Exercise directions
For the word "running", determine how many lines of the entries below contain it, and give only that number.
Available data below:
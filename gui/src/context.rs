use std::path::PathBuf;

use color_eyre::{Result, eyre::eyre};
use engine::{Config, ImageModel, ImgModBox, Personalize, SelectedImage, Session, fetch_image};
use iced::{Task, widget::image::Handle as ImgHandle};
use log::{info, warn};

use crate::{
    StringError,
    message::{ContextMessage, Message},
};

pub const DOWNLOAD_FILE_NAME: &str = "portrait-ai.png";
const IMAGE_EXTENSIONS: &[&str] = &["png", "jpg", "jpeg", "webp", "gif", "bmp"];

pub struct Context {
    pub config: Config,
    pub session: Session,
    /// Shown in the drop zone. Replaced or dropped together with the selection.
    pub preview: Option<ImgHandle>,
    /// Rendered result image. `None` while the fetch is running, `Err` if it failed.
    pub result_image: Option<Result<ImgHandle, String>>,
    /// A dropped file is being read. Further drops are ignored until it is done.
    drop_pending: bool,
    model: ImgModBox,
    client: reqwest::Client,
}

impl Context {
    pub fn from_config(config: Config) -> Self {
        let client = reqwest::Client::new();
        let model = Box::new(Personalize::with_client(
            config.api_url.clone(),
            client.clone(),
        ));
        Self::with_model(config, model, client)
    }

    pub fn with_model(config: Config, model: ImgModBox, client: reqwest::Client) -> Self {
        Self {
            config,
            session: Session::new(),
            preview: None,
            result_image: None,
            drop_pending: false,
            model,
            client,
        }
    }

    pub fn update(&mut self, message: ContextMessage) -> Result<Task<Message>> {
        use ContextMessage::*;
        match message {
            ImagePicked(image) => {
                if let Some(image) = image? {
                    self.select(image);
                }
                Ok(Task::none())
            }

            DropLoaded(image) => {
                self.drop_pending = false;
                self.select(image?);
                Ok(Task::none())
            }

            GenerationFinished(epoch, outcome) => {
                self.session.complete_generation(epoch, outcome);
                match self.session.result() {
                    Some(result) if epoch == self.session.epoch() => {
                        Ok(self.fetch_result_image(result.url.clone()))
                    }
                    _ => Ok(Task::none()),
                }
            }

            ResultImageFetched(url, handle) => {
                if self.session.result().is_some_and(|r| r.url == url) {
                    if let Err(e) = &handle {
                        warn!("Couldn't fetch {url} for display: {e}");
                    }
                    self.result_image = Some(handle.map_err(|e| e.to_string()));
                }
                Ok(Task::none())
            }

            DownloadSaved(path) => {
                if let Some(path) = path? {
                    info!("Saved result to {}", path.display());
                }
                Ok(Task::none())
            }
        }
    }

    pub fn select(&mut self, image: SelectedImage) {
        self.preview = Some(ImgHandle::from_bytes(image.data.clone()));
        self.result_image = None;
        self.session.select(image);
    }

    pub fn clear(&mut self) {
        self.preview = None;
        self.result_image = None;
        self.session.clear();
    }

    pub fn pick_image(&self) -> Task<Message> {
        Task::perform(
            async { pick_image().await.map_err(StringError::from) },
            |res| ContextMessage::ImagePicked(res).into(),
        )
    }

    /// Only the first of several dropped files is taken. Returns `None` for the others.
    pub fn load_dropped(&mut self, path: PathBuf) -> Option<Task<Message>> {
        self.session.drag_left();
        if self.drop_pending {
            info!("Ignoring drop of {} while reading another file", path.display());
            return None;
        }
        self.drop_pending = true;
        Some(Task::perform(
            async move { SelectedImage::load(path).await.map_err(StringError::from) },
            |res| ContextMessage::DropLoaded(res).into(),
        ))
    }

    /// Does nothing if there is no selection or a generation is already running
    pub fn generate(&mut self) -> Task<Message> {
        let Some(request) = self.session.begin_generation() else {
            return Task::none();
        };
        self.result_image = None;
        let epoch = request.epoch;
        Task::perform(self.model.generate(request.image), move |res| {
            ContextMessage::GenerationFinished(epoch, res).into()
        })
    }

    pub fn download(&self) -> Result<Task<Message>> {
        let url = self
            .session
            .result()
            .ok_or(eyre!("Nothing to download yet"))?
            .url
            .clone();
        let client = self.client.clone();
        Ok(Task::perform(
            async move {
                save_result(client, url)
                    .await
                    .map_err(StringError::from)
            },
            |res| ContextMessage::DownloadSaved(res).into(),
        ))
    }

    fn fetch_result_image(&self, url: String) -> Task<Message> {
        let client = self.client.clone();
        let fetch_url = url.clone();
        Task::perform(
            async move {
                fetch_image(&client, &fetch_url)
                    .await
                    .map(|bytes| ImgHandle::from_bytes(bytes))
                    .map_err(StringError::from)
            },
            move |res| ContextMessage::ResultImageFetched(url, res).into(),
        )
    }
}

async fn pick_image() -> Result<Option<SelectedImage>> {
    let Some(handle) = rfd::AsyncFileDialog::new()
        .add_filter("Image", IMAGE_EXTENSIONS)
        .pick_file()
        .await
    else {
        return Ok(None);
    };
    Ok(Some(SelectedImage::load(handle.path()).await?))
}

async fn save_result(client: reqwest::Client, url: String) -> Result<Option<PathBuf>> {
    let Some(handle) = rfd::AsyncFileDialog::new()
        .set_file_name(DOWNLOAD_FILE_NAME)
        .save_file()
        .await
    else {
        return Ok(None);
    };
    let bytes = fetch_image(&client, &url).await?;
    let path = handle.path().to_path_buf();
    tokio::fs::write(&path, &bytes).await?;
    Ok(Some(path))
}
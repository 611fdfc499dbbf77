use log::{debug, info};

use crate::{
    SelectedImage,
    image_model::{GenerationFuture, ImageModel},
};

pub mod personalize_api;

/// Client for a backend exposing `POST /api/personalize`
#[derive(Clone)]
pub struct Personalize {
    base_url: String,
    client: reqwest::Client,
}

impl Personalize {
    pub fn with_client(base_url: impl Into<String>, client: reqwest::Client) -> Self {
        Self {
            base_url: base_url.into(),
            client,
        }
    }}

impl ImageModel for Personalize {
    fn generate(&self, image: SelectedImage) -> GenerationFuture<'static> {
        let this = self.clone();
        Box::pin(async move {
            info!(
                "Submitting {} ({}, {} bytes) to {}",
                image.file_name,
                image.content_type,
                image.data.len(),
                this.base_url
            );
            let result = personalize_api::query(image, &this.base_url, &this.client).await;
            debug!("Personalize result: {result:#?}");
            result
        })
    }
}
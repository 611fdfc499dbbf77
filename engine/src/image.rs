use std::path::Path;

use bytes::Bytes;
use color_eyre::{
    Result,
    eyre::{WrapErr as _, ensure},
};
use mime::Mime;

/// A photo picked by the user, kept in memory until it is replaced or cleared.
#[derive(Debug, Clone, PartialEq, Eq)]
pub struct SelectedImage {
    pub data: Bytes,
    pub file_name: String,
    pub content_type: Mime,
}

impl SelectedImage {
    pub fn new(data: impl Into<Bytes>, file_name: impl Into<String>, content_type: Mime) -> Self {
        Self {
            data: data.into(),
            file_name: file_name.into(),
            content_type,
        }
    }

    /// Reads an image file, guessing its content type from the extension.
    /// Anything that doesn't look like an image is rejected.
    pub async fn load(path: impl AsRef<Path>) -> Result<Self> {
        let path = path.as_ref();
        let content_type = mime_guess::from_path(path).first_or_octet_stream();
        ensure!(
            content_type.type_() == mime::IMAGE,
            "{} is not an image ({content_type})",
            path.display()
        );

        let data = tokio::fs::read(path)
            .await
            .wrap_err_with(|| format!("Couldn't read {}", path.display()))?;
        let file_name = path
            .file_name()
            .map(|n| n.to_string_lossy().into_owned())
            .unwrap_or_else(|| "image".into());

        Ok(Self::new(data, file_name, content_type))
    }
}

/// Locator of a generated image
#[derive(Debug, Clone, PartialEq, Eq)]
pub struct GenerationResult {
    pub url: String,
}

impl GenerationResult {
    pub fn new(url: impl Into<String>) -> Self {
        Self { url: url.into() }
    }
}

/// A submission of the current selection. `epoch` identifies the selection it was built from.
#[derive(Debug, Clone)]
pub struct GenerationRequest {
    pub epoch: u64,
    pub image: SelectedImage,
}

#[cfg(test)]
mod tests {
    use std::io::Write;

    use tempfile::Builder;

    use super::*;

    #[tokio::test]
    async fn load_png() -> Result<()> {
        let mut file = Builder::new().suffix(".png").tempfile()?;
        file.write_all(&[0x89, b'P', b'N', b'G'])?;

        let img = SelectedImage::load(file.path()).await?;
        assert_eq!(img.content_type, mime::IMAGE_PNG);
        assert_eq!(img.data.as_ref(), &[0x89, b'P', b'N', b'G']);
        assert!(img.file_name.ends_with(".png"));
        Ok(())
    }

    #[tokio::test]
    async fn reject_non_image() -> Result<()> {
        let mut file = Builder::new().suffix(".txt").tempfile()?;
        file.write_all(b"hello")?;

        let err = SelectedImage::load(file.path()).await.unwrap_err();
        assert!(err.to_string().contains("is not an image"));
        Ok(())
    }
}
End of Available data.
The answer
2